# WHAT YOU NEED TO DO
Go through the entries below and print each one exactly.

# DATA PROVIDED
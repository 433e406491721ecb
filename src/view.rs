use serde::Serialize;

use crate::filter;
use crate::records::ClassRecord;

/// The modal view layered above the base record listing. Exactly one overlay
/// is active at a time; `Listing` is the implicit base everything returns to.
#[derive(Debug, Clone, PartialEq, Eq, Serialize)]
#[serde(tag = "overlay", rename_all = "camelCase")]
pub enum Overlay {
    Listing,
    #[serde(rename_all = "camelCase")]
    Viewing {
        class_id: String,
    },
    #[serde(rename_all = "camelCase")]
    Editing {
        class_id: String,
    },
    #[serde(rename_all = "camelCase")]
    RecordingAttendance {
        class_id: String,
    },
}

#[derive(Debug, Clone, Serialize)]
pub struct ViewError {
    pub code: String,
    pub message: String,
}

impl ViewError {
    fn invalid_state(message: impl Into<String>) -> Self {
        Self {
            code: "invalid_state".to_string(),
            message: message.into(),
        }
    }
}

/// Long-lived console view state: the read-mostly record snapshot, the live
/// search query, and the overlay machine. The filtered listing and the
/// selected record are projections recomputed from these inputs on demand;
/// they carry no identity of their own.
#[derive(Debug, Default)]
pub struct ConsoleView {
    records: Vec<ClassRecord>,
    query: String,
    selected: Option<String>,
    overlay: Option<Overlay>,
}

impl ConsoleView {
    pub fn new() -> Self {
        Self::default()
    }

    /// Publish a fresh snapshot. Selection is re-resolved against the new
    /// collection; a selected record that disappeared is dropped.
    pub fn set_records(&mut self, records: Vec<ClassRecord>) {
        self.records = records;
        if let Some(id) = &self.selected {
            if !self.records.iter().any(|r| &r.class_id == id) {
                log::warn!("selected record {} no longer in collection", id);
                self.selected = None;
                self.overlay = None;
            }
        }
    }

    pub fn records(&self) -> &[ClassRecord] {
        &self.records
    }

    pub fn set_query(&mut self, query: String) {
        self.query = query;
    }

    pub fn query(&self) -> &str {
        &self.query
    }

    /// The filtered listing, recomputed from the snapshot and query.
    pub fn filtered(&self) -> Vec<&ClassRecord> {
        filter::filter_records(&self.records, &self.query)
    }

    pub fn selected_record(&self) -> Option<&ClassRecord> {
        let id = self.selected.as_deref()?;
        self.records.iter().find(|r| r.class_id == id)
    }

    pub fn overlay(&self) -> Overlay {
        self.overlay.clone().unwrap_or(Overlay::Listing)
    }

    /// Select a record by id and open the document view. An unknown id is a
    /// silent no-op: state is left exactly as it was.
    pub fn select_for_view(&mut self, class_id: &str) -> bool {
        if !self.records.iter().any(|r| r.class_id == class_id) {
            log::warn!("view.open ignored: unknown classId {}", class_id);
            return false;
        }
        self.selected = Some(class_id.to_string());
        self.overlay = Some(Overlay::Viewing {
            class_id: class_id.to_string(),
        });
        true
    }

    /// Open the edit overlay for the current selection.
    pub fn open_edit(&mut self) -> Result<(), ViewError> {
        let Some(id) = self.selected.clone() else {
            return Err(ViewError::invalid_state("no record selected"));
        };
        self.overlay = Some(Overlay::Editing { class_id: id });
        Ok(())
    }

    /// Manual attendance is a sub-overlay of the edit view.
    pub fn open_manual_attendance(&mut self) -> Result<(), ViewError> {
        match &self.overlay {
            Some(Overlay::Editing { class_id }) => {
                self.overlay = Some(Overlay::RecordingAttendance {
                    class_id: class_id.clone(),
                });
                Ok(())
            }
            _ => Err(ViewError::invalid_state(
                "manual attendance requires the edit view",
            )),
        }
    }

    /// Close the active overlay. The attendance sub-overlay pops back to the
    /// edit view; everything else returns to the listing. Selection survives,
    /// it is only a projection over the snapshot.
    pub fn close(&mut self) {
        self.overlay = match self.overlay.take() {
            Some(Overlay::RecordingAttendance { class_id }) => {
                Some(Overlay::Editing { class_id })
            }
            _ => None,
        };
    }
}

# TASK SOLUTION
repository 433e406491721ecb
filename src/view.rs
use serde::Serialize;

use crate::filter;
use crate::records::ClassRecord;

/// The modal view layered above the base record listing. Exactly one overlay
/// is active at a time; `Listing` is the implicit base everything returns to.
#[derive(Debug, Clone, PartialEq, Eq, Serialize)]
#[serde(tag = "overlay", rename_all = "camelCase")]
pub enum Overlay {
    Listing,
    #[serde(rename_all = "camelCase")]
    Viewing {
        class_id: String,
    },
    #[serde(rename_all = "camelCase")]
    Editing {
        class_id: String,
    },
    #[serde(rename_all = "camelCase")]
    RecordingAttendance {
        class_id: String,
    },
}

#[derive(Debug, Clone, Serialize)]
pub struct ViewError {
    pub code: String,
    pub message: String,
}

impl ViewError {
    fn invalid_state(message: impl Into<String>) -> Self {
        Self {
            code: "invalid_state".to_string(),
            message: message.into(),
        }
    }
}

/// Long-lived console view state: the read-mostly record snapshot, the live
/// search query, and the overlay machine. The filtered listing and the
/// selected record are projections recomputed from these inputs on demand;
/// they carry no identity of their own.
#[derive(Debug, Default)]
pub struct ConsoleView {
    records: Vec<ClassRecord>,
    query: String,
    selected: Option<String>,
    overlay: Option<Overlay>,
}

impl ConsoleView {
    pub fn new() -> Self {
        Self::default()
    }

    /// Publish a fresh snapshot. Selection is re-resolved against the new
    /// collection; a selected record that disappeared is dropped.
    pub fn set_records(&mut self, records: Vec<ClassRecord>) {
        self.records = records;
        if let Some(id) = &self.selected {
            if !self.records.iter().any(|r| &r.class_id == id) {
                log::warn!("selected record {} no longer in collection", id);
                self.selected = None;
                self.overlay = None;
            }
        }
    }

    pub fn records(&self) -> &[ClassRecord] {
        &self.records
    }

    pub fn set_query(&mut self, query: String) {
        self.query = query;
    }

    pub fn query(&self) -> &str {
        &self.query
    }

    /// The filtered listing, recomputed from the snapshot and query.
    pub fn filtered(&self) -> Vec<&ClassRecord> {
        filter::filter_records(&self.records, &self.query)
    }

    pub fn selected_record(&self) -> Option<&ClassRecord> {
        let id = self.selected.as_deref()?;
        self.records.iter().find(|r| r.class_id == id)
    }

    pub fn overlay(&self) -> Overlay {
        self.overlay.clone().unwrap_or(Overlay::Listing)
    }

    /// Select a record by id and open the document view. An unknown id is a
    /// silent no-op: state is left exactly as it was.
    pub fn select_for_view(&mut self, class_id: &str) -> bool {
        if !self.records.iter().any(|r| r.class_id == class_id) {
            log::warn!("view.open ignored: unknown classId {}", class_id);
            return false;
        }
        self.selected = Some(class_id.to_string());
        self.overlay = Some(Overlay::Viewing {
            class_id: class_id.to_string(),
        });
        true
    }

    /// Open the edit overlay for the current selection.
    pub fn open_edit(&mut self) -> Result<(), ViewError> {
        let Some(id) = self.selected.clone() else {
            return Err(ViewError::invalid_state("no record selected"));
        };
        self.overlay = Some(Overlay::Editing { class_id: id });
        Ok(())
    }

    /// Manual attendance is a sub-overlay of the edit view.
    pub fn open_manual_attendance(&mut self) -> Result<(), ViewError> {
        match &self.overlay {
            Some(Overlay::Editing { class_id }) => {
                self.overlay = Some(Overlay::RecordingAttendance {
                    class_id: class_id.clone(),
                });
                Ok(())
            }
            _ => Err(ViewError::invalid_state(
                "manual attendance requires the edit view",
            )),
        }
    }

    /// Close the active overlay. The attendance sub-overlay pops back to the
    /// edit view; everything else returns to the listing. Selection survives,
    /// it is only a projection over the snapshot.
    pub fn close(&mut self) {
        self.overlay = match self.overlay.take() {
            Some(Overlay::RecordingAttendance { class_id }) => {
                Some(Overlay::Editing { class_id })
            }
            _ => None,
        };
    }
}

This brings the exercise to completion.